#### YOUR ASSIGNMENT:
Only the lines from the one containing "pub fn set_json(&self, query: &Value, fields: &Value)" through the last line of the entries are wanted. Transcribe them exactly.

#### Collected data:
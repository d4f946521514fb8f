//! Certificate use-case service.

use crate::model::account::Keypair;
use crate::model::certificate::{Certificate, CertificateUpdate};
use crate::model::query::RecordQuery;
use crate::repo::certificate_repo::CertificateRepository;
use crate::service::{ServiceError, ServiceResult};
use serde_json::Value;

/// Upstream certificate operations over a `CertificateRepository`.
pub struct CertificateService<R: CertificateRepository> {
    repo: R,
}

impl<R: CertificateRepository> CertificateService<R> {
    pub fn new(repo: R) -> Self {
        Self { repo }
    }

    pub fn check_keypair(&self, query: &RecordQuery) -> ServiceResult<Option<Keypair>> {
        Ok(self.repo.resolve_keypair(query)?)
    }

    pub fn set_keypair(
        &self,
        query: &RecordQuery,
        keypair: &Keypair,
    ) -> ServiceResult<Option<Certificate>> {
        Ok(self.repo.upsert_keypair(query, keypair)?)
    }

    /// Returns the certificate covering any of the queried names, if stored.
    pub fn check(&self, query: &RecordQuery) -> ServiceResult<Option<Certificate>> {
        Ok(self.repo.resolve_certificate(query)?)
    }

    /// Saves PEMs (`cert`, `privkey`, `chain`) and association fields.
    pub fn set(
        &self,
        query: &RecordQuery,
        update: &CertificateUpdate,
    ) -> ServiceResult<Option<Certificate>> {
        Ok(self.repo.upsert_certificate(query, update)?)
    }

    pub fn check_keypair_json(&self, query: &Value) -> ServiceResult<Option<Keypair>> {
        self.check_keypair(&RecordQuery::from_json(query)?)
    }

    pub fn set_keypair_json(
        &self,
        query: &Value,
        keypair: &Value,
    ) -> ServiceResult<Option<Certificate>> {
        let keypair: Keypair =
            serde_json::from_value(keypair.clone()).map_err(ServiceError::InvalidPayload)?;
        self.set_keypair(&RecordQuery::from_json(query)?, &keypair)
    }

    pub fn check_json(&self, query: &Value) -> ServiceResult<Option<Certificate>> {
        self.check(&RecordQuery::from_json(query)?)
    }

    pub fn set_json(&self, query: &Value, pems: &Value) -> ServiceResult<Option<Certificate>> {
        let update: CertificateUpdate =
            serde_json::from_value(pems.clone()).map_err(ServiceError::InvalidPayload)?;
        self.set(&RecordQuery::from_json(query)?, &update)
    }
}
//! Account use-case service.

use crate::model::account::{Account, AccountUpdate, Keypair};
use crate::model::query::RecordQuery;
use crate::repo::account_repo::AccountRepository;
use crate::service::{ServiceError, ServiceResult};
use serde_json::Value;

/// Upstream account operations over an `AccountRepository`.
pub struct AccountService<R: AccountRepository> {
    repo: R,
}

impl<R: AccountRepository> AccountService<R> {
    pub fn new(repo: R) -> Self {
        Self { repo }
    }

    /// Returns the stored keypair, or `None` when no account matches.
    pub fn check_keypair(&self, query: &RecordQuery) -> ServiceResult<Option<Keypair>> {
        Ok(self.repo.resolve_keypair(query)?)
    }

    /// Stores a keypair and returns the updated account.
    pub fn set_keypair(
        &self,
        query: &RecordQuery,
        keypair: &Keypair,
    ) -> ServiceResult<Option<Account>> {
        Ok(self.repo.upsert_keypair(query, keypair)?)
    }

    pub fn check(&self, query: &RecordQuery) -> ServiceResult<Option<Account>> {
        Ok(self.repo.resolve_account(query)?)
    }

    /// Merges registration fields (`receipt`, `agreeTos`, extensions).
    pub fn set(&self, query: &RecordQuery, update: &AccountUpdate) -> ServiceResult<Option<Account>> {
        Ok(self.repo.upsert_account(query, update)?)
    }

    pub fn check_keypair_json(&self, query: &Value) -> ServiceResult<Option<Keypair>> {
        self.check_keypair(&RecordQuery::from_json(query)?)
    }

    pub fn set_keypair_json(&self, query: &Value, keypair: &Value) -> ServiceResult<Option<Account>> {
        let keypair: Keypair =
            serde_json::from_value(keypair.clone()).map_err(ServiceError::InvalidPayload)?;
        self.set_keypair(&RecordQuery::from_json(query)?, &keypair)
    }

    pub fn check_json(&self, query: &Value) -> ServiceResult<Option<Account>> {
        self.check(&RecordQuery::from_json(query)?)
    }

    pub fn set_json(&self, query: &Value, fields: &Value) -> ServiceResult<Option<Account>> {
        let update: AccountUpdate =
            serde_json::from_value(fields.clone()).map_err(ServiceError::InvalidPayload)?;
        self.set(&RecordQuery::from_json(query)?, &update)
    }
}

#### SOLUTION:
    pub fn set_json(&self, query: &Value, fields: &Value) -> ServiceResult<Option<Account>> {
        let update: AccountUpdate =
            serde_json::from_value(fields.clone()).map_err(ServiceError::InvalidPayload)?;
        self.set(&RecordQuery::from_json(query)?, &update)
    }
}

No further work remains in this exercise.